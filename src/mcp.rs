//! MCP tool facade: translates tool calls into scraper operations and
//! serializes results as tagged success/failure JSON envelopes.

use crate::error::ScrapeError;
use crate::photos::{fetch_image_as_base64, DEFAULT_MAX_WIDTH};
use crate::scrapers::query::FilterCriteria;
use crate::scrapers::TurboScraper;
use rmcp::{
    handler::server::router::tool::ToolRouter,
    handler::server::wrapper::Parameters,
    model::{CallToolResult, Content, ServerCapabilities, ServerInfo},
    tool, tool_handler, tool_router,
    transport::stdio,
    ErrorData as McpError, ServiceExt,
};
use schemars::JsonSchema;
use serde::Deserialize;
use serde_json::{json, Value};
use std::sync::Arc;
use std::time::Duration;
use tracing::info;

/// How many listing photos a details response may carry.
const MAX_DETAIL_IMAGES: usize = 10;
/// JPEG quality for photos shipped inline over the protocol.
const DETAIL_IMAGE_QUALITY: u8 = 50;

#[derive(Debug, Default, Deserialize, JsonSchema)]
pub struct SearchCarsArgs {
    /// Car make (e.g. BMW, Mercedes, Toyota)
    pub make: Option<String>,
    /// Car model (e.g. X5, E-Class, Camry)
    pub model: Option<String>,
    /// Minimum price (AZN)
    pub price_min: Option<u32>,
    /// Maximum price (AZN)
    pub price_max: Option<u32>,
    /// Minimum year of manufacture
    pub year_min: Option<u32>,
    /// Maximum year of manufacture
    pub year_max: Option<u32>,
    /// Fuel type: benzin, dizel, qaz, elektrik, hibrid, plug-in hibrid
    pub fuel_type: Option<String>,
    /// Transmission: mexaniki, avtomat, robot, variator
    pub transmission: Option<String>,
    /// Result count limit (default: 20)
    pub limit: Option<usize>,
}

#[derive(Debug, Deserialize, JsonSchema)]
pub struct GetCarDetailsArgs {
    /// Listing ID (e.g. 1234567) or full URL
    pub listing_id: String,
}

#[derive(Debug, Default, Deserialize, JsonSchema)]
pub struct GetMakesModelsArgs {
    /// Make name (to see its models). Leave empty for all makes.
    pub make: Option<String>,
}

#[derive(Debug, Default, Deserialize, JsonSchema)]
pub struct GetTrendingArgs {
    /// Category: new, popular, vip
    pub category: Option<String>,
    /// Result count (default: 20)
    pub limit: Option<usize>,
}

fn text_result(payload: &Value) -> CallToolResult {
    let text = serde_json::to_string_pretty(payload).unwrap_or_else(|_| payload.to_string());
    CallToolResult::success(vec![Content::text(text)])
}

fn success_payload<T: serde::Serialize>(value: &T) -> Result<Value, McpError> {
    let mut payload =
        serde_json::to_value(value).map_err(|e| McpError::internal_error(e.to_string(), None))?;
    payload["success"] = json!(true);
    Ok(payload)
}

fn failure_payload(err: &ScrapeError) -> Value {
    let mut payload = json!({ "success": false, "error": err.to_string() });
    if let ScrapeError::PageLoadTimeout { url } = err {
        if !url.is_empty() {
            payload["search_url"] = json!(url);
        }
    }
    payload
}

#[derive(Clone)]
pub struct TurboAzServer {
    tool_router: ToolRouter<Self>,
    scraper: Arc<TurboScraper>,
    http: reqwest::Client,
}

#[tool_router]
impl TurboAzServer {
    pub fn new() -> Result<Self, McpError> {
        let http = reqwest::Client::builder()
            .timeout(Duration::from_secs(10))
            .build()
            .map_err(|e| McpError::internal_error(e.to_string(), None))?;
        Ok(Self {
            tool_router: Self::tool_router(),
            scraper: Arc::new(TurboScraper::new()),
            http,
        })
    }

    #[tool(
        description = "Car search on Turbo.az. Search by make, model, price range, year, fuel type and transmission."
    )]
    async fn search_cars(
        &self,
        params: Parameters<Option<SearchCarsArgs>>,
    ) -> Result<CallToolResult, McpError> {
        let args = params.0.unwrap_or_default();
        let criteria = FilterCriteria {
            make: args.make,
            model: args.model,
            price_min: args.price_min,
            price_max: args.price_max,
            year_min: args.year_min,
            year_max: args.year_max,
            fuel_type: args.fuel_type,
            transmission: args.transmission,
            limit: args.limit.unwrap_or(20),
        };
        let payload = match self.scraper.search_cars(criteria).await {
            Ok(report) => success_payload(&report)?,
            Err(err) => failure_payload(&err),
        };
        Ok(text_result(&payload))
    }

    #[tool(
        description = "Fetches detailed listing info from Turbo.az. Requires listing ID or URL. Returns up to 10 photos as image content."
    )]
    async fn get_car_details(
        &self,
        params: Parameters<GetCarDetailsArgs>,
    ) -> Result<CallToolResult, McpError> {
        let listing = params.0.listing_id;
        if listing.trim().is_empty() {
            return Ok(text_result(&json!({
                "success": false,
                "error": "listing_id is required",
            })));
        }

        match self.scraper.get_car_details(&listing).await {
            Ok(details) => {
                let payload = json!({ "success": true, "details": &details });
                let mut contents = vec![Content::text(
                    serde_json::to_string_pretty(&payload)
                        .unwrap_or_else(|_| payload.to_string()),
                )];
                for image_url in details.images.iter().take(MAX_DETAIL_IMAGES) {
                    if let Some((data, mime)) = fetch_image_as_base64(
                        &self.http,
                        image_url,
                        DEFAULT_MAX_WIDTH,
                        DETAIL_IMAGE_QUALITY,
                    )
                    .await
                    {
                        contents.push(Content::image(data, mime.to_string()));
                    }
                }
                Ok(CallToolResult::success(contents))
            }
            Err(err) => Ok(text_result(&failure_payload(&err))),
        }
    }

    #[tool(description = "Fetches list of available makes and models on Turbo.az.")]
    async fn get_makes_models(
        &self,
        params: Parameters<Option<GetMakesModelsArgs>>,
    ) -> Result<CallToolResult, McpError> {
        let args = params.0.unwrap_or_default();
        let payload = match self.scraper.get_makes_models(args.make).await {
            Ok(report) => success_payload(&report)?,
            Err(err) => failure_payload(&err),
        };
        Ok(text_result(&payload))
    }

    #[tool(description = "Fetches most popular/new listings on Turbo.az.")]
    async fn get_trending(
        &self,
        params: Parameters<Option<GetTrendingArgs>>,
    ) -> Result<CallToolResult, McpError> {
        let args = params.0.unwrap_or_default();
        let category = args.category.unwrap_or_else(|| "new".to_string());
        let limit = args.limit.unwrap_or(20);
        let payload = match self.scraper.get_trending(&category, limit).await {
            Ok(report) => success_payload(&report)?,
            Err(err) => failure_payload(&err),
        };
        Ok(text_result(&payload))
    }
}

#[tool_handler]
impl rmcp::ServerHandler for TurboAzServer {
    fn get_info(&self) -> ServerInfo {
        ServerInfo {
            instructions: Some(
                "Turbo.az car search. Tools drive a headless browser, so allow a few seconds \
                 per call; every tool returns a JSON envelope with a success flag."
                    .to_string(),
            ),
            capabilities: ServerCapabilities::builder().enable_tools().build(),
            ..Default::default()
        }
    }
}

/// Serve the tool router over stdio until the client disconnects, then tear
/// down the browser session.
pub async fn serve_stdio() -> Result<(), McpError> {
    let server = TurboAzServer::new()?;
    let scraper = Arc::clone(&server.scraper);
    info!("Turbo.az MCP server starting...");
    let running = server
        .serve(stdio())
        .await
        .map_err(|e| McpError::internal_error(e.to_string(), None))?;
    running
        .waiting()
        .await
        .map_err(|e| McpError::internal_error(e.to_string(), None))?;
    scraper.close().await;
    Ok(())
}

#[cfg(test)]
mod tests {
    use super::*;
    use crate::models::MakesReport;

    #[test]
    fn timeout_failures_carry_the_attempted_url() {
        let err = ScrapeError::PageLoadTimeout {
            url: "https://turbo.az/autos?x=1".to_string(),
        };
        let payload = failure_payload(&err);
        assert_eq!(payload["success"], json!(false));
        assert_eq!(payload["search_url"], json!("https://turbo.az/autos?x=1"));
    }

    #[test]
    fn make_not_found_failures_name_the_make() {
        let err = ScrapeError::MakeNotFound {
            name: "yugo".to_string(),
        };
        let payload = failure_payload(&err);
        assert_eq!(payload["success"], json!(false));
        assert_eq!(payload["error"], json!("make not found: yugo"));
        assert!(payload.get("search_url").is_none());
    }

    #[test]
    fn makes_report_serializes_flat() {
        let all = success_payload(&MakesReport::AllMakes {
            makes: vec!["BMW".into()],
        })
        .unwrap();
        assert_eq!(all["makes"], json!(["BMW"]));
        assert_eq!(all["success"], json!(true));

        let one = success_payload(&MakesReport::ModelsForMake {
            make: "Toyota".into(),
            models: vec!["Camry".into()],
        })
        .unwrap();
        assert_eq!(one["make"], json!("Toyota"));
        assert_eq!(one["models"], json!(["Camry"]));
    }
}
use crate::error::ScrapeResult;
use crate::models::DropdownOption;
use crate::scrapers::extract::first_text;
use crate::scrapers::query::BASE_URL;
use crate::scrapers::session::{RenderSession, WIDGET_TIMEOUT};
use headless_chrome::Tab;
use scraper::{Html, Selector};
use std::sync::Arc;
use std::thread;
use std::time::Duration;
use tracing::debug;

/// Settle delay after an open/select click; the option list populates
/// asynchronously.
const SETTLE: Duration = Duration::from_millis(300);
const SELECT_SETTLE: Duration = Duration::from_millis(500);

/// Parse the (value, label) option rows of a site dropdown widget out of
/// captured page HTML. Reset, not-found and hidden rows are excluded; a
/// missing container yields an empty list, not an error.
pub fn parse_dropdown_options(doc: &Html, dropdown_id: &str) -> Vec<DropdownOption> {
    let container_sel =
        Selector::parse(&format!(r#".tz-dropdown[data-id="{dropdown_id}"]"#)).unwrap();
    let option_sel = Selector::parse(".tz-dropdown__list .tz-dropdown__option").unwrap();

    let Some(container) = doc.select(&container_sel).next() else {
        return Vec::new();
    };

    let mut options = Vec::new();
    for el in container.select(&option_sel) {
        let value = el.value().attr("data-val").unwrap_or("").trim();
        if value.is_empty() {
            continue;
        }
        let classes = el.value().attr("class").unwrap_or("");
        if classes.contains("tz-dropdown__option--reset")
            || classes.contains("tz-dropdown__option--not-found")
            || classes.contains("is-hidden")
        {
            continue;
        }
        // Primary label lives in a nested text node; fall back to the
        // coarser label container when the site renders without it.
        let Some(label) = first_text(
            el,
            &[".tz-dropdown__option-label .text", ".tz-dropdown__option-label"],
        ) else {
            continue;
        };
        options.push(DropdownOption {
            value: value.to_string(),
            label,
        });
    }
    options
}

/// Match a free-text query against option labels, case-insensitively.
///
/// Tie-break priority, each tier a full pass in option order: exact match,
/// label starts with `query + " "`, label starts with `query + "("`, label
/// contains the query. Site labels append qualifiers after the base name, so
/// the prefix/substring tiers keep short queries usable; the substring tier
/// is a known precision trade-off for very short queries.
pub fn resolve<'a>(options: &'a [DropdownOption], query: &str) -> Option<&'a str> {
    let q = query.trim().to_lowercase();
    if q.is_empty() {
        return None;
    }
    let space_prefix = format!("{q} ");
    let paren_prefix = format!("{q}(");

    options
        .iter()
        .find(|o| o.label.to_lowercase() == q)
        .or_else(|| {
            options
                .iter()
                .find(|o| o.label.to_lowercase().starts_with(&space_prefix))
        })
        .or_else(|| {
            options
                .iter()
                .find(|o| o.label.to_lowercase().starts_with(&paren_prefix))
        })
        .or_else(|| options.iter().find(|o| o.label.to_lowercase().contains(&q)))
        .map(|o| o.value.as_str())
}

/// Click a dropdown's selected-value header to expand its option list.
/// Missing header is tolerated; the widget may already be open.
pub fn open_dropdown(tab: &Arc<Tab>, dropdown_id: &str) {
    let css = format!(r#".tz-dropdown[data-id="{dropdown_id}"] .tz-dropdown__selected"#);
    if let Ok(el) = tab.find_element(&css) {
        let _ = el.click();
    }
    thread::sleep(SETTLE);
}

/// Click the option with the given `data-val`. This is a real selection, not
/// a lookup: the site only populates dependent dropdowns (model) after it.
pub fn select_option(tab: &Arc<Tab>, dropdown_id: &str, value: &str) {
    let css = format!(
        r#".tz-dropdown[data-id="{dropdown_id}"] .tz-dropdown__option[data-val="{value}"]"#
    );
    if let Ok(el) = tab.find_element(&css) {
        let _ = el.click();
    } else {
        debug!(dropdown_id, value, "option to select not present in DOM");
    }
    thread::sleep(SELECT_SETTLE);
}

/// Open a dropdown and read its rendered option rows.
pub fn harvest_options(tab: &Arc<Tab>, dropdown_id: &str) -> ScrapeResult<Vec<DropdownOption>> {
    open_dropdown(tab, dropdown_id);
    let html = tab.get_content()?;
    Ok(parse_dropdown_options(
        &Html::parse_document(&html),
        dropdown_id,
    ))
}

/// Source of the site's make/model catalog.
///
/// `model_options` must follow a `make_options` call within the same
/// operation: the live implementation keeps the search form page loaded and
/// performs the stateful make-selection click there.
pub trait CatalogSource {
    fn make_options(&mut self) -> ScrapeResult<Vec<DropdownOption>>;
    fn model_options(&mut self, make_id: &str) -> ScrapeResult<Vec<DropdownOption>>;
}

/// Catalog backed by the live search form.
pub struct LiveCatalog<'a> {
    session: &'a mut RenderSession,
}

impl<'a> LiveCatalog<'a> {
    pub fn new(session: &'a mut RenderSession) -> Self {
        Self { session }
    }
}

impl CatalogSource for LiveCatalog<'_> {
    fn make_options(&mut self) -> ScrapeResult<Vec<DropdownOption>> {
        self.session.navigate(&format!("{BASE_URL}/autos"))?;
        self.session
            .wait_for(r#".tz-dropdown[data-id="q_make"]"#, WIDGET_TIMEOUT)?;
        thread::sleep(SETTLE);
        let tab = self.session.ensure_open()?;
        harvest_options(&tab, "q_make")
    }

    fn model_options(&mut self, make_id: &str) -> ScrapeResult<Vec<DropdownOption>> {
        let tab = self.session.ensure_open()?;
        // Two-phase protocol: select the make, then re-read the model list
        // the selection populated.
        open_dropdown(&tab, "q_make");
        select_option(&tab, "q_make", make_id);
        harvest_options(&tab, "q_model")
    }
}
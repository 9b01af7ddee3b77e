//! Application configuration.
//!
//! The configuration is a YAML file. Every occurrence of `$app_dir$` is
//! replaced with the directory holding the file before parsing, so
//! paths can be written relative to the installation.

use crate::core::calendar::{BusinessCalendar, CalendarError};
use crate::report::org_chart::{OrgChart, User};
use serde::{Deserialize, Serialize};
use std::fs;
use std::path::{Path, PathBuf};
use thiserror::Error;

/// Placeholder for the configuration file's directory.
pub const APP_DIR_PLACEHOLDER: &str = "$app_dir$";

/// Errors arising from loading the application configuration.
#[derive(Debug, Error)]
pub enum ConfigError {
    #[error("cannot read configuration file {path}: {source}")]
    Io {
        path: PathBuf,
        source: std::io::Error,
    },
    #[error("configuration is malformed: {0}")]
    Syntax(#[from] serde_yaml::Error),
    #[error("invalid configuration value for '{field}': {reason}")]
    InvalidValue { field: &'static str, reason: String },
}

/// Settings of the clearing run itself.
#[derive(Debug, Clone, PartialEq, Eq, Serialize, Deserialize)]
#[serde(deny_unknown_fields)]
pub struct ClearingSettings {
    pub rules_path: PathBuf,
    /// Holiday dates; year 9999 marks a holiday recurring every year.
    #[serde(default)]
    pub holidays: Vec<String>,
    /// Worker threads for scope processing; `None` uses every core.
    #[serde(default)]
    pub max_workers: Option<usize>,
}

#[derive(Debug, Clone, PartialEq, Eq, Serialize, Deserialize)]
#[serde(deny_unknown_fields)]
pub struct LedgerSettings {
    pub path: PathBuf,
}

#[derive(Debug, Clone, Default, PartialEq, Eq, Serialize, Deserialize)]
#[serde(deny_unknown_fields)]
pub struct NotificationSettings {
    #[serde(default)]
    pub users: Vec<User>,
}

/// The complete application configuration.
#[derive(Debug, Clone, PartialEq, Eq, Serialize, Deserialize)]
#[serde(deny_unknown_fields)]
pub struct AppConfig {
    pub clearing: ClearingSettings,
    pub ledger: LedgerSettings,
    #[serde(default)]
    pub notifications: NotificationSettings,
}

impl AppConfig {
    /// Read and parse a configuration file.
    pub fn load(path: impl AsRef<Path>) -> Result<Self, ConfigError> {
        let path = path.as_ref();
        let content = fs::read_to_string(path).map_err(|source| ConfigError::Io {
            path: path.to_path_buf(),
            source,
        })?;
        let app_dir = path
            .parent()
            .filter(|p| !p.as_os_str().is_empty())
            .unwrap_or_else(|| Path::new("."));
        Self::parse(&content, app_dir)
    }

    /// Parse configuration text, resolving `$app_dir$` against `app_dir`.
    pub fn parse(content: &str, app_dir: &Path) -> Result<Self, ConfigError> {
        let app_dir = app_dir.to_string_lossy().replace('\\', "/");
        let content = content.replace(APP_DIR_PLACEHOLDER, &app_dir);
        let config: AppConfig = serde_yaml::from_str(&content)?;
        config.validate()?;
        Ok(config)
    }

    fn validate(&self) -> Result<(), ConfigError> {
        if self.clearing.max_workers == Some(0) {
            return Err(ConfigError::InvalidValue {
                field: "clearing.max_workers",
                reason: "must be at least 1".to_string(),
            });
        }
        for user in &self.notifications.users {
            if user.email.trim().is_empty() {
                return Err(ConfigError::InvalidValue {
                    field: "notifications.users.email",
                    reason: format!("user {} has no email", user.full_name()),
                });
            }
        }
        Ok(())
    }

    /// Build the business calendar from the configured holidays.
    pub fn calendar(&self) -> Result<BusinessCalendar, CalendarError> {
        BusinessCalendar::from_entries(self.clearing.holidays.as_slice())
    }

    pub fn org_chart(&self) -> OrgChart {
        OrgChart::new(self.notifications.users.clone())
    }
}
★ ★ ★ ★
Task requirements
Search the data above for lines holding "usize" and copy each of them.

Task response
const MAX_DETAIL_IMAGES: usize = 10;
    pub limit: Option<usize>,
    pub limit: Option<usize>,
    pub max_workers: Option<usize>,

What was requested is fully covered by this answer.